#### Task details
What is the number of lines below that hold "types"? Answer with that number only.

#### Exercise data
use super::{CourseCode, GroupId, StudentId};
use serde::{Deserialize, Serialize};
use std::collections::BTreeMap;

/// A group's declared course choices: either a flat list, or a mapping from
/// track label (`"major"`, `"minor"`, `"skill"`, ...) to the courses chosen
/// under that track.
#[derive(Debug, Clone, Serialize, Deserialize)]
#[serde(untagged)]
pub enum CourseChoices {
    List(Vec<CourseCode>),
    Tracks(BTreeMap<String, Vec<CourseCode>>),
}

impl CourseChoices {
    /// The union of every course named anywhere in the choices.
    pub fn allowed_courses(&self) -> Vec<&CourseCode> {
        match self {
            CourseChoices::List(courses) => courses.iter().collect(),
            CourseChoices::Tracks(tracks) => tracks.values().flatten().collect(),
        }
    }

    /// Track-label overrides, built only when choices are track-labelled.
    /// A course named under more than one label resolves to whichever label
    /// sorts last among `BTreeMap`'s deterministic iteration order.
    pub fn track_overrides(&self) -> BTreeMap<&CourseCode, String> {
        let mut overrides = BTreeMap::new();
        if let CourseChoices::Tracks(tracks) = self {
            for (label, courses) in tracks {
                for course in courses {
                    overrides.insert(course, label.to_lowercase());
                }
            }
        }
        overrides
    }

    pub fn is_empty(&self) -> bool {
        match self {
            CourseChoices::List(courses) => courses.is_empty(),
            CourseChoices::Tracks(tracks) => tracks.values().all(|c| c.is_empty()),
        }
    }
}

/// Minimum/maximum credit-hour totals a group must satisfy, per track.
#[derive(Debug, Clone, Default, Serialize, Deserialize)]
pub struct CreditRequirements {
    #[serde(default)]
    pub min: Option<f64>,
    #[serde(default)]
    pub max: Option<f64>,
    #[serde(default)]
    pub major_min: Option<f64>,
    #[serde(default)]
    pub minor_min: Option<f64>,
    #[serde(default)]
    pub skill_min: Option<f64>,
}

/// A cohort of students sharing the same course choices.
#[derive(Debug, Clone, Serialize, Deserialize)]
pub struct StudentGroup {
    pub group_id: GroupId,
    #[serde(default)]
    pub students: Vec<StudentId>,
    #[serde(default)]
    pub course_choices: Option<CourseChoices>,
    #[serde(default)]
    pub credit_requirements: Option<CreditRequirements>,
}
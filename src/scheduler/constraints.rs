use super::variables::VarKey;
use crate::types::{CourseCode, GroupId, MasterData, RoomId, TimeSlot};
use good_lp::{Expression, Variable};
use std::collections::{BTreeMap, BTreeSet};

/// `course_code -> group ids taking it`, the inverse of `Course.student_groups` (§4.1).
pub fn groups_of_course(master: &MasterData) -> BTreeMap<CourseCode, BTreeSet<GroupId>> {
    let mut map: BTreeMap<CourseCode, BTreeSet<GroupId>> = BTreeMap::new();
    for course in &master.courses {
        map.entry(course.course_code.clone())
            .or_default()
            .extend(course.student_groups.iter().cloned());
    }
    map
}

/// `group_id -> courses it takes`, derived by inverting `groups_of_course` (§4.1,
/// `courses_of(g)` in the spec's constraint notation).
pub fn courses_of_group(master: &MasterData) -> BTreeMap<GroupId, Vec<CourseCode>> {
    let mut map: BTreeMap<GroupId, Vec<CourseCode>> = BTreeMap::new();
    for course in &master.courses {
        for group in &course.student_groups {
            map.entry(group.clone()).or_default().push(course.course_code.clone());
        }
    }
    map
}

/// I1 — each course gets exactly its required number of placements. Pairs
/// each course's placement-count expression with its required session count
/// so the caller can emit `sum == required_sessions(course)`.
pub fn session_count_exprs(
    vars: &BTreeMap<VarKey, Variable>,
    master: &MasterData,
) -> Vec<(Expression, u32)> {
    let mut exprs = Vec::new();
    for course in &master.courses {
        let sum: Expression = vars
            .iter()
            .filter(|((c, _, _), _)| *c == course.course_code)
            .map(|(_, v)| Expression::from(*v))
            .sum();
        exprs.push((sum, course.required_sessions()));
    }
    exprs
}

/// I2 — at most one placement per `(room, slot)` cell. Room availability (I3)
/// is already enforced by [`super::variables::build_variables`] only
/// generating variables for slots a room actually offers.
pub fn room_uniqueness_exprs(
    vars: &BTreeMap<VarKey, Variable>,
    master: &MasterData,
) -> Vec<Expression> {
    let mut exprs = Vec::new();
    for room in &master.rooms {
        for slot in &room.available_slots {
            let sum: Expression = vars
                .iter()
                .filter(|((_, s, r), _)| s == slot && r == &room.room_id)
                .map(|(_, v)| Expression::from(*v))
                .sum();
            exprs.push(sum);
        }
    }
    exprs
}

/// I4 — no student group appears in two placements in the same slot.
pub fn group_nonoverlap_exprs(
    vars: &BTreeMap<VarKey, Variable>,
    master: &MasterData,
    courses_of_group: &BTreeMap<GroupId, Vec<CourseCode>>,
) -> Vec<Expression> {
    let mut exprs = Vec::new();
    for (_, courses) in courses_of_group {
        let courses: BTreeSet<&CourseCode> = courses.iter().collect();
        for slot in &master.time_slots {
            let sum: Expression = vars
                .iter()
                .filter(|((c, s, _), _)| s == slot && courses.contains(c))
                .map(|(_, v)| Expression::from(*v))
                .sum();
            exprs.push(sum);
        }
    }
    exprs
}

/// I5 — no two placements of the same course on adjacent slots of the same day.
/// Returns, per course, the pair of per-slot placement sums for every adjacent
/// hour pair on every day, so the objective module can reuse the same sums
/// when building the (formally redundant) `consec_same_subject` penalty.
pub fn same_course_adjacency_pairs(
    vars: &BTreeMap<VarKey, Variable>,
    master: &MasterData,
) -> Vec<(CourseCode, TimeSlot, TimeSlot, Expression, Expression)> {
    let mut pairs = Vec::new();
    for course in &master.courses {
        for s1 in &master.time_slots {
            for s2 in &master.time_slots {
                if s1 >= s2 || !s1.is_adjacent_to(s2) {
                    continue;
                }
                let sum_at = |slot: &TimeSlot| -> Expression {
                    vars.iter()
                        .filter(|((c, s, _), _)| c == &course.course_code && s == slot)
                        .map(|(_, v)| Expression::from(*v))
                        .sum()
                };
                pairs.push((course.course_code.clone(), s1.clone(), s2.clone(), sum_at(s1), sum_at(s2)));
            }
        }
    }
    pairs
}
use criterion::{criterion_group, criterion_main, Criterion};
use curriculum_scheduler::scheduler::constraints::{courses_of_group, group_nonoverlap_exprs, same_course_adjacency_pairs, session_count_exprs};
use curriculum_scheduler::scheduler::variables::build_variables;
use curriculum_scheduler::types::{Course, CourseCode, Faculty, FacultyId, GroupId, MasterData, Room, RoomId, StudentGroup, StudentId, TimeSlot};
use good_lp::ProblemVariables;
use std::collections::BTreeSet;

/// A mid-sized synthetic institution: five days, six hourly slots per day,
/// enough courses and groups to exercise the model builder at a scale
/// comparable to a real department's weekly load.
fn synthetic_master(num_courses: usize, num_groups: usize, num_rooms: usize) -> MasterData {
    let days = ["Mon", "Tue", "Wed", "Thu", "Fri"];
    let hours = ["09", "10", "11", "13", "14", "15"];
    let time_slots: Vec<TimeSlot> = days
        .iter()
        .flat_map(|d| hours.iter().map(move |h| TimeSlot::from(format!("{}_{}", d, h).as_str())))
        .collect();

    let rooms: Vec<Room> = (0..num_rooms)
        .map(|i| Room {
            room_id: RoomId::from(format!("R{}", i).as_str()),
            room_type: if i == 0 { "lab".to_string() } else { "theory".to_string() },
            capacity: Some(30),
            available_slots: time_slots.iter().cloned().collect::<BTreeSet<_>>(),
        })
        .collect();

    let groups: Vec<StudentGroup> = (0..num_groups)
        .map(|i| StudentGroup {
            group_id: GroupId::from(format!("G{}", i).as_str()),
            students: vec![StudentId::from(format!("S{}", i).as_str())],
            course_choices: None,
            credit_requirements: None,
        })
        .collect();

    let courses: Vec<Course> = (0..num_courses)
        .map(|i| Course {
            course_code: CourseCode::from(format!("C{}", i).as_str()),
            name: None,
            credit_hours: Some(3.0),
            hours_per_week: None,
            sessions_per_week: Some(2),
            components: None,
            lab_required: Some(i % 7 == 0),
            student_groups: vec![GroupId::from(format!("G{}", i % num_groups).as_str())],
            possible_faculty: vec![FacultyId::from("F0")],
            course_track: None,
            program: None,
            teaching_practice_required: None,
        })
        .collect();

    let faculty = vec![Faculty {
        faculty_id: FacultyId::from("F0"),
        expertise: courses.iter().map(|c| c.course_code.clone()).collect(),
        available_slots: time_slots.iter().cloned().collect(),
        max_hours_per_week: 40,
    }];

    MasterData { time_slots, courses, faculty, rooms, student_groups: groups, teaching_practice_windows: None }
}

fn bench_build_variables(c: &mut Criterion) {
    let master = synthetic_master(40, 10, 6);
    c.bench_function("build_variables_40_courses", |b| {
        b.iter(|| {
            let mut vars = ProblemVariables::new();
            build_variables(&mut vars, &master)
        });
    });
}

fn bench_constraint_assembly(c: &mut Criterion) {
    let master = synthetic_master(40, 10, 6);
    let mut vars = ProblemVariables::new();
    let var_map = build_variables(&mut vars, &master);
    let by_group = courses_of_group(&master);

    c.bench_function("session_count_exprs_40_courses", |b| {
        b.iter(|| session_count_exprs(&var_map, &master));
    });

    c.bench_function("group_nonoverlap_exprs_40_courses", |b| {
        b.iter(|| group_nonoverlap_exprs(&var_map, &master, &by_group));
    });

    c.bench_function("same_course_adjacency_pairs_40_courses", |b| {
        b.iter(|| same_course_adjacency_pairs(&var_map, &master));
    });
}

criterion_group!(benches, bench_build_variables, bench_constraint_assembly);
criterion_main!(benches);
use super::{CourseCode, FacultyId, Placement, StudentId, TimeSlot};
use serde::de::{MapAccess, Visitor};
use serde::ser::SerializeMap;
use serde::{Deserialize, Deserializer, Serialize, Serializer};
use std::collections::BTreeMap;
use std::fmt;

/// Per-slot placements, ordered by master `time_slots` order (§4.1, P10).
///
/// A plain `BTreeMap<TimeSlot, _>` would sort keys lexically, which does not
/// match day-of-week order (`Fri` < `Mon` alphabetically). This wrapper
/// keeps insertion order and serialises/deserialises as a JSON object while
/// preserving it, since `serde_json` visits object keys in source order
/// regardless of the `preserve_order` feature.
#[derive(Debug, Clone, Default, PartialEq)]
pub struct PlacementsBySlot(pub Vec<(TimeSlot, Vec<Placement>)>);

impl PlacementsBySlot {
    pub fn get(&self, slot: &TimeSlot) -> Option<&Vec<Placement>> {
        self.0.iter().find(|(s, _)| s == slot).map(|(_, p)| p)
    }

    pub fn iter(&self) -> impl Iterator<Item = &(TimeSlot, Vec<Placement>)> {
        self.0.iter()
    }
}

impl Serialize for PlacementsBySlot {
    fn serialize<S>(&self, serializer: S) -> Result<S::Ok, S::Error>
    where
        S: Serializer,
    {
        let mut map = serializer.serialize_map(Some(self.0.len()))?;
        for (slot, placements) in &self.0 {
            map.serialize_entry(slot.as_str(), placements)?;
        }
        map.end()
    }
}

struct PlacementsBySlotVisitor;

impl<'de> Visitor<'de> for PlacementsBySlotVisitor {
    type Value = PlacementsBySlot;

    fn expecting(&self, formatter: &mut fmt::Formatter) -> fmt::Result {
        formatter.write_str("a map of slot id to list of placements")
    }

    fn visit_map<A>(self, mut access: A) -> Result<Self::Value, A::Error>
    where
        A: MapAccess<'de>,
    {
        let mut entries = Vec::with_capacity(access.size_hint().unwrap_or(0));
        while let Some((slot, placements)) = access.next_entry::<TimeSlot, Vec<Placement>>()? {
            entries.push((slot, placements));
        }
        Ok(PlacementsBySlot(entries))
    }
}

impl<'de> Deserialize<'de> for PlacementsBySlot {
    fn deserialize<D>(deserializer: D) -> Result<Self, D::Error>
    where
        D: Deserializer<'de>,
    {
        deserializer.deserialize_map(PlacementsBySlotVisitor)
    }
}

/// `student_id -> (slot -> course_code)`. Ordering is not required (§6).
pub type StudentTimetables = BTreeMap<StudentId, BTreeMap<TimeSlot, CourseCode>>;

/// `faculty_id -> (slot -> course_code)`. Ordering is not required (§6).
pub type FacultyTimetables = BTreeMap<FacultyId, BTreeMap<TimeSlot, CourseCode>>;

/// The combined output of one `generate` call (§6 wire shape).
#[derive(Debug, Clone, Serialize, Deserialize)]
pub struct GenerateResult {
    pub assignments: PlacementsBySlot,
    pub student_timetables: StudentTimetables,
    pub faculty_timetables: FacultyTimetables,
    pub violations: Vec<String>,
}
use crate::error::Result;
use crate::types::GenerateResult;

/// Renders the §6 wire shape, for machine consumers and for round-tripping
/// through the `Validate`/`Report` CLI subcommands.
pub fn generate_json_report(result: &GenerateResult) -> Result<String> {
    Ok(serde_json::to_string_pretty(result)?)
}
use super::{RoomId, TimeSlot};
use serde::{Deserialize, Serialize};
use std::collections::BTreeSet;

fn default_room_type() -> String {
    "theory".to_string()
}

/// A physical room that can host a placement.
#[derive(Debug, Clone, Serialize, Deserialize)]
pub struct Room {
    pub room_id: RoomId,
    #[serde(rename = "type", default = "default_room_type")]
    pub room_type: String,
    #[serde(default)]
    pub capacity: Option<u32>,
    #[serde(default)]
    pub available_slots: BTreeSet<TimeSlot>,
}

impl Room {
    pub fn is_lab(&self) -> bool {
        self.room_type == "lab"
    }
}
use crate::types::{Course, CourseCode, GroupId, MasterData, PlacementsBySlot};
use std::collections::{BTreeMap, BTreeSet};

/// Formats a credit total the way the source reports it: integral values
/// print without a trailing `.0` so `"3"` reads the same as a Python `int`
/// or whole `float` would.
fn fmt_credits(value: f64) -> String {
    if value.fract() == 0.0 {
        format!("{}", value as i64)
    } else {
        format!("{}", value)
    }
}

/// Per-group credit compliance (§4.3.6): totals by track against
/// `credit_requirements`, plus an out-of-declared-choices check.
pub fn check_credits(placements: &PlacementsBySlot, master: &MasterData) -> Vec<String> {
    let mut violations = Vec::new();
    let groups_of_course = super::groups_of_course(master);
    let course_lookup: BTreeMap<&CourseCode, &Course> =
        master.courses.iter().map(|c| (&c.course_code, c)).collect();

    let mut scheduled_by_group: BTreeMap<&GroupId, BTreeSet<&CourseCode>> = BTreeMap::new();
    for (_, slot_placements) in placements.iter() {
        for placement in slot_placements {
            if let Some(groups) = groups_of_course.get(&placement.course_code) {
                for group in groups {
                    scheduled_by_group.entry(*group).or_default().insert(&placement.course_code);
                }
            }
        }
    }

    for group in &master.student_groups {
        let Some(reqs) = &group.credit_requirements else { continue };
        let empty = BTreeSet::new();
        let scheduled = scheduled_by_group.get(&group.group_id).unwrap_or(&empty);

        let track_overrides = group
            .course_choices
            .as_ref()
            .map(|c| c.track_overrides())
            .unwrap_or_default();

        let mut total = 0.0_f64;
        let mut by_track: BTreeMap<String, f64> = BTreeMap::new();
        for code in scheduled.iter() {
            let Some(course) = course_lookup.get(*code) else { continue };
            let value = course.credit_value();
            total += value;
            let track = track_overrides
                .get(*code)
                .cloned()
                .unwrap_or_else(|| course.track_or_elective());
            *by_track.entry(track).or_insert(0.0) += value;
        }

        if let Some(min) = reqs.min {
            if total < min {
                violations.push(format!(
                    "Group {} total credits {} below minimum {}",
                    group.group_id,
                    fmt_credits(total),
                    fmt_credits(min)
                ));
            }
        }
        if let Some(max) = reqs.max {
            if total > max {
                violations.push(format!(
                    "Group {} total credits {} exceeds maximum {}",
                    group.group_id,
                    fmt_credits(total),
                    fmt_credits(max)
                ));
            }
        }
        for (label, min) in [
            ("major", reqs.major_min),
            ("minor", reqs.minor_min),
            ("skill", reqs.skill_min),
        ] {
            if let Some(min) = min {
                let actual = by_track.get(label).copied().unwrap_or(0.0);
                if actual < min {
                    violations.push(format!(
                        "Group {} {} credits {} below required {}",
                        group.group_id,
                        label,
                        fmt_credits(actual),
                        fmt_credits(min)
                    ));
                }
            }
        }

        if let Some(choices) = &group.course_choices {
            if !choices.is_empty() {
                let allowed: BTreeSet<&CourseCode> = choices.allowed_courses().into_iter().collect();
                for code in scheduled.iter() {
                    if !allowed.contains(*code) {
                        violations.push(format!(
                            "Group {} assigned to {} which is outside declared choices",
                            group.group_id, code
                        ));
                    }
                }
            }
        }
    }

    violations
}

#### Response
4